How to complete this task:
In the data below, one line contains "and at most" and a later one contains "at zero, so a". Print both, with every line between them, exactly and alone.
[Provided records Boundary: Start]
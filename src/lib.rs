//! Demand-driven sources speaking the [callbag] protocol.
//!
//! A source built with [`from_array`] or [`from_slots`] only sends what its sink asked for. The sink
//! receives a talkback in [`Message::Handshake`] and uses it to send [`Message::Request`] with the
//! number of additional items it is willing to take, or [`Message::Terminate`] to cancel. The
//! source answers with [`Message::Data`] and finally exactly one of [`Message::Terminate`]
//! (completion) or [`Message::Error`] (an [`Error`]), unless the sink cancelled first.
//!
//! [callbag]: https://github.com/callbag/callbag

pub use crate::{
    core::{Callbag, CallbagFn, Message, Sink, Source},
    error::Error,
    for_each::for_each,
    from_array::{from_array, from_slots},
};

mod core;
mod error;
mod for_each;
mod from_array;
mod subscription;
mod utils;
[Provided records Boundary: End]
[Provided records Boundary: Start]
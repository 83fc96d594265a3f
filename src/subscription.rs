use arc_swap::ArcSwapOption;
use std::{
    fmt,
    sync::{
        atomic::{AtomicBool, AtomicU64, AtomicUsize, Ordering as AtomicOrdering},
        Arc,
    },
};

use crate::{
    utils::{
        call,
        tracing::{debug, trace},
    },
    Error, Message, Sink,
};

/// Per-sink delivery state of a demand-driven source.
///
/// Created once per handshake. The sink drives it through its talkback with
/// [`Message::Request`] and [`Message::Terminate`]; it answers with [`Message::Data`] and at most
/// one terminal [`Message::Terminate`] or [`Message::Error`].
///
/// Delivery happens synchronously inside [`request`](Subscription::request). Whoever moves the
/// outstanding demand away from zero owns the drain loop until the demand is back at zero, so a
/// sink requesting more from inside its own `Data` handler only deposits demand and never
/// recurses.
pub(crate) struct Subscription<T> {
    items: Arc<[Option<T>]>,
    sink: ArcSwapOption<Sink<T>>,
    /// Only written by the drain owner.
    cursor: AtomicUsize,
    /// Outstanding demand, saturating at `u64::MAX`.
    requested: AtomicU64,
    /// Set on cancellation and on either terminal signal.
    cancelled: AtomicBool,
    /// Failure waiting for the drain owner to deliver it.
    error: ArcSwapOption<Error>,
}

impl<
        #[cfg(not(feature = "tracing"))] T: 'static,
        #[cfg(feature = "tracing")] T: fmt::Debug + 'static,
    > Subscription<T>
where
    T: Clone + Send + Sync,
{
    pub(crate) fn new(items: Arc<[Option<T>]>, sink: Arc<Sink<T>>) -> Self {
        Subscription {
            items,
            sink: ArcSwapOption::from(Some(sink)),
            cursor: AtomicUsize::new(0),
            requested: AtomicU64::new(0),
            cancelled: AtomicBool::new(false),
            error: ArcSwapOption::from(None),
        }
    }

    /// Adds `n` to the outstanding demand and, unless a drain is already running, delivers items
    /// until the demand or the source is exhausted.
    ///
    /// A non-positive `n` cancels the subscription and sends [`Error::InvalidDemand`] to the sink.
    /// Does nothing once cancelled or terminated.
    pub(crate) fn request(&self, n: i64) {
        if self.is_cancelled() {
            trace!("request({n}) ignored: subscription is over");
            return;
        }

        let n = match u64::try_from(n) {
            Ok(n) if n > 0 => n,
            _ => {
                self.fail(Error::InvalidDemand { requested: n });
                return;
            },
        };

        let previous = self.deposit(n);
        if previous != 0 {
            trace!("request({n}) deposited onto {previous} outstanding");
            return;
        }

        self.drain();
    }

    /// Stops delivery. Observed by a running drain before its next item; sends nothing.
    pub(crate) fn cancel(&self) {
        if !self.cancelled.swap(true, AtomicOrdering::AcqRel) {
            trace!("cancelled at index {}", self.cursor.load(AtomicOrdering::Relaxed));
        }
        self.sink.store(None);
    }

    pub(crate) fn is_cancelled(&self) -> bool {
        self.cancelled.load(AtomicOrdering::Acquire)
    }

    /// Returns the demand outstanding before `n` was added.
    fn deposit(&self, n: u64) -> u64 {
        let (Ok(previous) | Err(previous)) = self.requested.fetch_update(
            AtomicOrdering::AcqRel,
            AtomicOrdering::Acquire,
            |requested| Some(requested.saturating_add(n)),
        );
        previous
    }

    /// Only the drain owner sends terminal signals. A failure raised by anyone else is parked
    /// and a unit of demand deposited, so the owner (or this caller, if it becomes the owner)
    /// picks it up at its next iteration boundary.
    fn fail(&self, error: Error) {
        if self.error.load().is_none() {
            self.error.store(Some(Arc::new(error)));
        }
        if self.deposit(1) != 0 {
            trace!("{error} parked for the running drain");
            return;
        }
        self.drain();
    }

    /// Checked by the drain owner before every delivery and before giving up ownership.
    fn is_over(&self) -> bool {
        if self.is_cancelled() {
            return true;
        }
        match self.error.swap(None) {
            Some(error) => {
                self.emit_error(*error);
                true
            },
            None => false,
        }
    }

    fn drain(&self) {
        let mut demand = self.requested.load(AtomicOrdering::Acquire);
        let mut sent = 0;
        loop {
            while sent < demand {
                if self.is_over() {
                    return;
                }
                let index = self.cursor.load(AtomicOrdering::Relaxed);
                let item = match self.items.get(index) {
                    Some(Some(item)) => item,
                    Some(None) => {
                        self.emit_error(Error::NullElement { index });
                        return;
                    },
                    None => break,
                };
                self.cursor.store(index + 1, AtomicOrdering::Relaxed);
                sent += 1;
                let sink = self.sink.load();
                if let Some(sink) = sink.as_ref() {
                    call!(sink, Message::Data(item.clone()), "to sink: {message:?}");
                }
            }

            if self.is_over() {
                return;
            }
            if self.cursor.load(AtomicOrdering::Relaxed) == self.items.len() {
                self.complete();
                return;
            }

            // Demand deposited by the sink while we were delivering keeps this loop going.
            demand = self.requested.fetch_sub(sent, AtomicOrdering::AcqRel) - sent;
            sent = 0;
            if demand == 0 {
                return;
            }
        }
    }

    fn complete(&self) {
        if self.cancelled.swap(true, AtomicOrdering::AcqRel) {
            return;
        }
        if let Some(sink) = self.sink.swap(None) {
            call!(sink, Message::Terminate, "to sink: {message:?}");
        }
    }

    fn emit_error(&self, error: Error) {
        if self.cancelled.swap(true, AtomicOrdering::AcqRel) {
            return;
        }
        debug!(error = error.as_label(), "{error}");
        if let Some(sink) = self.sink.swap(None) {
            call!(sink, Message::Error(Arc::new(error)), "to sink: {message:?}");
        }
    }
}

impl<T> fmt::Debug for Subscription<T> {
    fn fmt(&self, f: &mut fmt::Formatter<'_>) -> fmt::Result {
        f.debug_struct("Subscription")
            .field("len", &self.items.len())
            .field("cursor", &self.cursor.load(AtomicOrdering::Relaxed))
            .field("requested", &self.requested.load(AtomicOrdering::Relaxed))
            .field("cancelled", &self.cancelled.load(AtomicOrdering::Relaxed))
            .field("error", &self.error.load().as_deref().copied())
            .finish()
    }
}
[Provided records Boundary: End]
Expected answer:
/// [`Message::Request`] and [`Message::Terminate`]; it answers with [`Message::Data`] and at most
/// one terminal [`Message::Terminate`] or [`Message::Error`].
///
/// Delivery happens synchronously inside [`request`](Subscription::request). Whoever moves the
/// outstanding demand away from zero owns the drain loop until the demand is back at zero, so a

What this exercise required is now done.